On Dec. 16, 1944, the Germans launched an offensive as a desperate last attempt to gain momentum in the west.

The 101st Airborne was ordered to move to Bastogne, which sat along a critical road junction that would have been a prime thoroughfare for German tanks. King's unit had been ordered to attack the village of Foy but was ordered to retreat back to the American lines.

While laying a small trench, King heard an incoming German shell and took cover. A piece of shrapnel hit his shoulder, wounding him.

Wounded men like King could not be evacuated but instead were sent to a makeshift hospital. The airborne medical company had been captured, so medics had to make do with what little supplies they had to treat the wounded.

"We had morphine syrettes in all of our helmets, so we had plenty of pain medication," King said. "So that's what we lived on -- and soup."

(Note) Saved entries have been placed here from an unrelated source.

impl PaintApp {
    /// Called once before the first frame.
    pub fn new(cc: &eframe::CreationContext<'_>) -> Self {
        let font = default_ui_font();
        if font.is_none() {
            log::warn!("no usable UI font found; text commits will not rasterize");
        }
        let mut editor = Editor::new(font);
        editor.set_pixel_ratio(cc.egui_ctx.pixels_per_point());

        let mut tool_kind = ToolKind::Brush;
        let mut style = Style::default();
        if let Some(storage) = cc.storage {
            if let Some(state) = eframe::get_value::<PersistedState>(storage, eframe::APP_KEY) {
                editor.load_workspace(state.workspace);
                tool_kind = state.tool_kind;
                style = state.style;
            }
        }

        Self {
            editor,
            tool_kind,
            style,
            active: None,
            binding: None,
            canvas_texture: None,
            new_project_name: String::new(),
        }
    }

    /// Rebuild the active tool only when the selected kind or its binding
    /// (target layer, style) changed; an unchanged tool keeps handling input
    /// across frames so multi-frame gestures survive. Rebuilding tears the
    /// old tool's transient state down first.
    fn ensure_tool(&mut self) {
        let Ok(layer_id) = self.editor.workspace.active_layer().map(|l| l.id) else {
            self.active = None;
            self.binding = None;
            return;
        };
        let next = ToolBinding::new(layer_id, self.style);
        if keep_active_tool(&mut self.active, self.tool_kind, self.binding.as_ref(), &next) {
            return;
        }
        if let Some(mut old) = self.active.take() {
            if let Ok(mut ctx) = self.editor.tool_ctx() {
                old.teardown(&mut ctx);
            }
        }
        self.binding = Some(next.clone());
        self.active = Some(new_tool(self.tool_kind, next));
    }

    fn route_text_input(&mut self, ctx: &egui::Context, canvas: Rect) {
        let font = self.editor.font().cloned();
        let Some(tool) = self.active.as_mut().and_then(|t| t.as_text_mut()) else {
            return;
        };
        tool.sync_bounds(canvas, font.as_ref());
        let events = ctx.input(|i| i.events.clone());
        let mut output = None;
        for event in events {
            match event {
                egui::Event::Text(text) => {
                    for ch in text.chars() {
                        tool.input_char(ch);
                    }
                }
                egui::Event::Key {
                    key: egui::Key::Enter,
                    pressed: true,
                    modifiers,
                    ..
                } => {
                    output = tool.handle_key(
                        TextKey::Enter {
                            shift: modifiers.shift,
                        },
                        font.as_ref(),
                    );
                }
                egui::Event::Key {
                    key: egui::Key::Escape,
                    pressed: true,
                    ..
                } => {
                    tool.handle_key(TextKey::Escape, font.as_ref());
                }
                egui::Event::Key {
                    key: egui::Key::Backspace,
                    pressed: true,
                    ..
                } => tool.backspace(),
                _ => {}
            }
        }
        if let Some(output) = output {
            if let Err(err) = self.editor.apply(output) {
                log::error!("applying text commit failed: {err}");
            }
        }
    }

    fn side_panel(&mut self, ui: &mut egui::Ui) {
        ui.heading("Tools");
        for kind in [
            ToolKind::Brush,
            ToolKind::Rectangle,
            ToolKind::Circle,
            ToolKind::Line,
            ToolKind::Eraser,
            ToolKind::Select,
            ToolKind::Text,
        ] {
            if ui
                .selectable_label(self.tool_kind == kind, kind.label())
                .clicked()
            {
                self.tool_kind = kind;
            }
        }

        ui.separator();
        ui.label("Stroke");
        ui.color_edit_button_srgba(&mut self.style.stroke);
        ui.label("Fill");
        ui.color_edit_button_srgba(&mut self.style.fill);
        ui.add(egui::Slider::new(&mut self.style.stroke_width, 1.0..=32.0).text("Width"));
        ui.add(egui::Slider::new(&mut self.style.font_size, 8.0..=72.0).text("Font size"));

        ui.separator();
        let project_id = self.editor.workspace.active_project;
        let undo_on = project_id
            .and_then(|id| self.editor.workspace.is_undo_active(id).ok())
            .unwrap_or(false);
        let redo_on = project_id
            .and_then(|id| self.editor.workspace.is_redo_active(id).ok())
            .unwrap_or(false);
        ui.horizontal(|ui| {
            if ui.add_enabled(undo_on, egui::Button::new("Undo")).clicked() {
                if let Err(err) = self.editor.undo(None) {
                    log::error!("undo failed: {err}");
                }
            }
            if ui.add_enabled(redo_on, egui::Button::new("Redo")).clicked() {
                if let Err(err) = self.editor.redo(None) {
                    log::error!("redo failed: {err}");
                }
            }
        });

        ui.separator();
        ui.heading("Projects");
        ui.horizontal(|ui| {
            ui.text_edit_singleline(&mut self.new_project_name);
            if ui.button("New").clicked() {
                match self
                    .editor
                    .create_project(&self.new_project_name.clone(), 800, 800)
                {
                    Ok(_) => self.new_project_name.clear(),
                    Err(err) => log::warn!("project creation rejected: {err}"),
                }
            }
        });
        let projects: Vec<(uuid::Uuid, String)> = self
            .editor
            .workspace
            .projects
            .iter()
            .map(|p| (p.id, p.name.clone()))
            .collect();
        for (id, name) in projects {
            ui.horizontal(|ui| {
                if ui
                    .selectable_label(self.editor.workspace.active_project == Some(id), &name)
                    .clicked()
                {
                    if let Err(err) = self.editor.activate_project(id) {
                        log::error!("activating project failed: {err}");
                    }
                }
                if ui.small_button("x").clicked() {
                    if let Err(err) = self.editor.delete_project(id) {
                        log::error!("deleting project failed: {err}");
                    }
                }
            });
        }

        if let Ok(project) = self.editor.workspace.active_project() {
            ui.separator();
            ui.heading("Layers");
            let layers: Vec<(uuid::Uuid, String, bool, bool)> = project
                .layers
                .iter()
                .map(|l| (l.id, l.name.clone(), l.hidden, l.is_base))
                .collect();
            for (id, name, hidden, is_base) in layers {
                ui.horizontal(|ui| {
                    if ui
                        .selectable_label(self.editor.workspace.active_layer == Some(id), &name)
                        .clicked()
                    {
                        if let Err(err) = self.editor.activate_layer(id) {
                            log::error!("activating layer failed: {err}");
                        }
                    }
                    let mut visible = !hidden;
                    if ui.checkbox(&mut visible, "").changed() {
                        if let Err(err) = self.editor.set_layer_hidden(id, !visible) {
                            log::error!("toggling layer failed: {err}");
                        }
                    }
                    if !is_base && ui.small_button("x").clicked() {
                        if let Err(err) = self.editor.delete_layer(id) {
                            log::error!("deleting layer failed: {err}");
                        }
                    }
                });
            }
            if ui.button("Add layer").clicked() {
                let count = self
                    .editor
                    .workspace
                    .active_project()
                    .map(|p| p.layers.len())
                    .unwrap_or(0);
                if let Err(err) = self.editor.add_layer(&format!("Layer {count}")) {
                    log::error!("adding layer failed: {err}");
                }
            }
            ui.separator();
            if ui.button("Export PNG").clicked() {
                match self.editor.export_active() {
                    Ok((filename, bytes)) => {
                        if let Err(err) = std::fs::write(&filename, bytes) {
                            log::error!("writing {filename} failed: {err}");
                        } else {
                            log::info!("exported {filename}");
                        }
                    }
                    Err(err) => log::error!("export failed: {err}"),
                }
            }
        }
    }

    fn canvas_panel(&mut self, ui: &mut egui::Ui) {
        let Ok(project) = self.editor.workspace.active_project() else {
            ui.centered_and_justified(|ui| {
                ui.label("Create a project to start drawing");
            });
            return;
        };
        let size = egui::vec2(project.width as f32, project.height as f32);

        // Composite the visible layers into a single frame texture.
        let flat = export::flatten(project, &self.editor.registry);
        let color_image = egui::ColorImage::from_rgba_unmultiplied(
            [flat.width() as usize, flat.height() as usize],
            flat.as_raw(),
        );
        let texture = self.canvas_texture.get_or_insert_with(|| {
            ui.ctx()
                .load_texture("canvas", color_image.clone(), egui::TextureOptions::LINEAR)
        });
        texture.set(color_image, egui::TextureOptions::LINEAR);

        let (response, painter) = ui.allocate_painter(size, egui::Sense::click_and_drag());
        let rect = Rect::from_min_size(response.rect.min, size);
        painter.image(
            texture.id(),
            rect,
            Rect::from_min_max(Pos2::ZERO, Pos2::new(1.0, 1.0)),
            egui::Color32::WHITE,
        );

        self.ensure_tool();
        let canvas = Rect::from_min_size(Pos2::ZERO, size);
        self.route_text_input(ui.ctx(), canvas);
        self.draw_text_overlay(&painter, rect);

        let pointer = response
            .interact_pointer_pos()
            .map(|p| (p - response.rect.min).to_pos2());
        let Some(pos) = pointer else { return };
        let Some(tool) = self.active.as_mut() else {
            return;
        };
        let mut outputs = Vec::new();
        if let Ok(mut ctx) = self.editor.tool_ctx() {
            if response.drag_started() {
                tool.begin(&mut ctx, pos);
            } else if response.dragged() {
                outputs.extend(tool.update(&mut ctx, pos));
            }
            if response.drag_stopped() {
                outputs.extend(tool.commit(&mut ctx, pos));
            }
        }
        if response.drag_started() {
            self.editor.gesture_started();
        }
        if response.drag_stopped() {
            // An open text session defers the preview capture until it
            // commits or cancels.
            let editing_text = self
                .active
                .as_mut()
                .and_then(|t| t.as_text_mut())
                .is_some_and(|t| t.session().is_some());
            if !editing_text {
                self.editor.gesture_finished();
            }
        }
        for output in outputs {
            if let Err(err) = self.editor.apply(output) {
                log::error!("applying tool output failed: {err}");
            }
        }
    }

    /// The open text session is drawn as a live egui overlay; pixels only
    /// land on the layer surface at commit.
    fn draw_text_overlay(&mut self, painter: &egui::Painter, canvas_rect: Rect) {
        let font_size = self.style.font_size;
        let color = if self.style.fill.a() > 0 {
            self.style.fill
        } else {
            self.style.stroke
        };
        let Some(session) = self
            .active
            .as_mut()
            .and_then(|t| t.as_text_mut())
            .and_then(|t| t.session())
        else {
            return;
        };
        let anchor = canvas_rect.min + session.anchor.to_vec2();
        painter.text(
            anchor,
            egui::Align2::LEFT_TOP,
            format!("{}|", session.buffer),
            egui::FontId::proportional(font_size),
            color,
        );
        if session.out_of_bounds {
            painter.text(
                anchor - egui::vec2(0.0, font_size),
                egui::Align2::LEFT_BOTTOM,
                "text clipped to canvas",
                egui::FontId::proportional(10.0),
                egui::Color32::RED,
            );
        }
    }
}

After the war, King returned to the United States, settling in Gary, Ind., but he had trouble finding work. So he decided to re-enlist in the Army and was assigned to the 82nd Airborne Division.

When the Green Berets were formed in 1953, he was among the first to volunteer. King's time as a member of the elite unit would take him from near the Iron Curtain in Europe to Laos and the Panama Canal Zone.

As a member of the Special Forces, he went through some of the most elite training the Army offered and was prepared to fight a guerrilla war in Germany had the Cold War with the Soviet Union ever turned hot.

Compared with his experiences in World War II, Cold War army life wasn't so bad.

"It was a good life," King said about life in the Army. "It wasn't too hard soldiering back then, right after the war."

After 21 years in the Army, King retired in 1964 as a command sergeant major. He then moved to Hot Springs where his parents lived and worked at the post office.

Since leaving the service, he has taken part in many charity events to raise awareness for veterans' issues.

King is active in the Hot Springs-based Post 2278 of Veterans of Foreign Wars, where he serves as a member of the honor guard. He lives on his own and still drives, although sometimes he complains about his car insurance rates.